-- Directions --
Would you copy all lines in the data that contain the word "derive"?
------ Data listing ------
//! Browse
//!
//! Filtering and sorting of the product list. Recomputed from scratch for every query.

use std::{cmp::Ordering, fmt, str::FromStr};

use rust_decimal::Decimal;
use thiserror::Error;

use crate::{pricing, products::Product};

/// Product list ordering.
#[derive(Debug, Clone, Copy, Default, PartialEq, Eq, clap::ValueEnum)]
pub enum SortKey {
    /// Most recently listed first.
    #[default]
    Newest,

    /// Cheapest first.
    PriceLowHigh,

    /// Most expensive first.
    PriceHighLow,

    /// Highest rated seller first.
    Popularity,
}

impl SortKey {
    /// The key as written on the command line.
    pub fn as_str(self) -> &'static str {
        match self {
            Self::Newest => "newest",
            Self::PriceLowHigh => "price-low-high",
            Self::PriceHighLow => "price-high-low",
            Self::Popularity => "popularity",
        }
    }

    fn compare(self, a: &Product, b: &Product) -> Ordering {
        match self {
            Self::Newest => b.created_at.cmp(&a.created_at),
            Self::PriceLowHigh => pricing::amount(&a.price).cmp(&pricing::amount(&b.price)),
            Self::PriceHighLow => pricing::amount(&b.price).cmp(&pricing::amount(&a.price)),
            Self::Popularity => b.seller.rating.total_cmp(&a.seller.rating),
        }
    }
}

impl fmt::Display for SortKey {
    fn fmt(&self, f: &mut fmt::Formatter<'_>) -> fmt::Result {
        f.write_str(self.as_str())
    }
}

/// Unrecognised sort key.
#[derive(Debug, Error, PartialEq, Eq)]
#[error("Unknown sort key: {0}")]
pub struct UnknownSortKey(String);

impl FromStr for SortKey {
    type Err = UnknownSortKey;

    fn from_str(s: &str) -> Result<Self, Self::Err> {
        match s {
            "newest" => Ok(Self::Newest),
            "price-low-high" => Ok(Self::PriceLowHigh),
            "price-high-low" => Ok(Self::PriceHighLow),
            "popularity" => Ok(Self::Popularity),
            other => Err(UnknownSortKey(other.to_string())),
        }
    }
}

/// Browse criteria. Every unset or empty field lets all products through.
#[derive(Debug, Clone, Default, PartialEq, Eq)]
pub struct BrowseFilter {
    /// Free-text search
    pub query: String,

    /// Exact category
    pub category: Option<String>,

    /// Inclusive lower price bound
    pub min_price: Option<Decimal>,

    /// Inclusive upper price bound
    pub max_price: Option<Decimal>,

    /// Result ordering
    pub sort: SortKey,
}

impl BrowseFilter {
    /// Search for `query` in name, description, category and tags.
    #[must_use]
    pub fn with_query(mut self, query: impl Into<String>) -> Self {
        self.query = query.into();
        self
    }

    /// Only products in `category`.
    #[must_use]
    pub fn with_category(mut self, category: impl Into<String>) -> Self {
        self.category = Some(category.into());
        self
    }

    /// Only products priced at least `min`.
    #[must_use]
    pub fn with_min_price(mut self, min: Decimal) -> Self {
        self.min_price = Some(min);
        self
    }

    /// Only products priced at most `max`.
    #[must_use]
    pub fn with_max_price(mut self, max: Decimal) -> Self {
        self.max_price = Some(max);
        self
    }

    /// Order results by `sort`.
    #[must_use]
    pub fn with_sort(mut self, sort: SortKey) -> Self {
        self.sort = sort;
        self
    }

    /// Whether `product` passes every filter.
    pub fn matches(&self, product: &Product) -> bool {
        let query = self.query.to_lowercase();

        self.matches_with(product, &query)
    }

    fn matches_with(&self, product: &Product, query: &str) -> bool {
        let price = pricing::amount(&product.price);

        (query.is_empty() || product.matches_lowercase(query))
            && self
                .category
                .as_deref()
                .is_none_or(|category| category.is_empty() || product.category == category)
            && self.min_price.is_none_or(|min| price >= min)
            && self.max_price.is_none_or(|max| price <= max)
    }
}

/// Filter then sort `products`. Ties keep their input order.
pub fn browse<'a, I>(products: I, filter: &BrowseFilter) -> Vec<&'a Product>
where
    I: IntoIterator<Item = &'a Product>,
{
    let query = filter.query.to_lowercase();

    let mut matched: Vec<&Product> = products
        .into_iter()
        .filter(|product| filter.matches_with(product, &query))
        .collect();

    matched.sort_by(|a, b| filter.sort.compare(a, b));

    matched
}

#[cfg(test)]
mod tests {
    use jiff::Timestamp;
    use rusty_money::{Money, iso::USD};
    use testresult::TestResult;

    use crate::{chain::Address, products::Seller, tags::TagSet};

    use super::*;

    fn product(id: &str, minor: i64, listed: i64, rating: f64) -> TestResult<Product> {
        Ok(Product::new(id, id, Money::from_minor(minor, USD))
            .with_created_at(Timestamp::from_second(listed)?)
            .with_seller(Seller {
                address: Address::new("0x1"),
                name: "seller".to_string(),
                rating,
            }))
    }

    fn ids(products: &[&Product]) -> Vec<String> {
        products.iter().map(|product| product.id.to_string()).collect()
    }

    #[test]
    fn min_price_is_inclusive_and_sorts_low_to_high() -> TestResult {
        let products = [
            product("flex", 12_005, 3, 4.8)?,
            product("print", 24_000, 2, 4.9)?,
            product("skirt", 9_899, 1, 4.7)?,
        ];

        let filter = BrowseFilter::default()
            .with_min_price(Decimal::new(100, 0))
            .with_sort(SortKey::PriceLowHigh);

        assert_eq!(ids(&browse(&products, &filter)), vec!["flex", "print"]);

        let filter = BrowseFilter::default()
            .with_min_price(Decimal::new(9_899, 2))
            .with_max_price(Decimal::new(12_005, 2));

        assert_eq!(ids(&browse(&products, &filter)), vec!["flex", "skirt"]);

        Ok(())
    }

    #[test]
    fn sort_orders() -> TestResult {
        let products = [
            product("a", 300, 1, 4.5)?,
            product("b", 100, 3, 4.9)?,
            product("c", 200, 2, 4.7)?,
        ];

        let sorted = |sort| ids(&browse(&products, &BrowseFilter::default().with_sort(sort)));

        assert_eq!(sorted(SortKey::Newest), vec!["b", "c", "a"]);
        assert_eq!(sorted(SortKey::PriceLowHigh), vec!["b", "c", "a"]);
        assert_eq!(sorted(SortKey::PriceHighLow), vec!["a", "c", "b"]);
        assert_eq!(sorted(SortKey::Popularity), vec!["b", "c", "a"]);

        Ok(())
    }

    #[test]
    fn sort_is_stable_for_ties() -> TestResult {
        let products = [
            product("first", 100, 1, 4.0)?,
            product("second", 100, 1, 4.0)?,
        ];

        for sort in [
            SortKey::Newest,
            SortKey::PriceLowHigh,
            SortKey::PriceHighLow,
            SortKey::Popularity,
        ] {
            let filter = BrowseFilter::default().with_sort(sort);

            assert_eq!(ids(&browse(&products, &filter)), vec!["first", "second"]);
        }

        Ok(())
    }

    #[test]
    fn query_matches_tags_case_insensitively() -> TestResult {
        let products = [
            product("tagged", 100, 1, 4.0)?.with_tags(TagSet::from_strs(&["Wallet"])),
            product("hardware", 100, 2, 4.0)?.with_tags(TagSet::from_strs(&["hardware"])),
        ];

        let filter = BrowseFilter::default().with_query("WALLET");

        assert_eq!(ids(&browse(&products, &filter)), vec!["tagged"]);

        Ok(())
    }

    #[test]
    fn whitespace_query_is_a_substring_filter() -> TestResult {
        let products = [
            product("two words", 100, 1, 4.0)?,
            product("single", 100, 2, 4.0)?,
        ];

        let filter = BrowseFilter::default().with_query(" ");

        assert_eq!(ids(&browse(&products, &filter)), vec!["two words"]);
        let [_, single] = &products;

        assert!(!filter.matches(single));

        Ok(())
    }

    #[test]
    fn category_is_exact() -> TestResult {
        let products = [
            product("a", 100, 1, 4.0)?.with_category("Digital Art"),
            product("b", 100, 2, 4.0)?.with_category("Art"),
        ];

        let filter = BrowseFilter::default().with_category("Art");

        assert_eq!(ids(&browse(&products, &filter)), vec!["b"]);

        Ok(())
    }

    #[test]
    fn empty_filter_passes_everything() -> TestResult {
        let products = [product("a", 100, 1, 4.0)?, product("b", 100, 2, 4.0)?];

        let filter = BrowseFilter::default().with_category("");

        assert_eq!(browse(&products, &filter).len(), 2);
        assert!(products.iter().all(|product| filter.matches(product)));

        Ok(())
    }

    #[test]
    fn sort_key_parses_cli_names() -> TestResult {
        assert_eq!("price-high-low".parse::<SortKey>()?, SortKey::PriceHighLow);
        assert_eq!(SortKey::Popularity.to_string(), "popularity");
        assert!("cheapest".parse::<SortKey>().is_err());

        Ok(())
    }
}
------
-- Exercise result --
#[derive(Debug, Clone, Copy, Default, PartialEq, Eq, clap::ValueEnum)]
#[derive(Debug, Error, PartialEq, Eq)]
#[derive(Debug, Clone, Default, PartialEq, Eq)]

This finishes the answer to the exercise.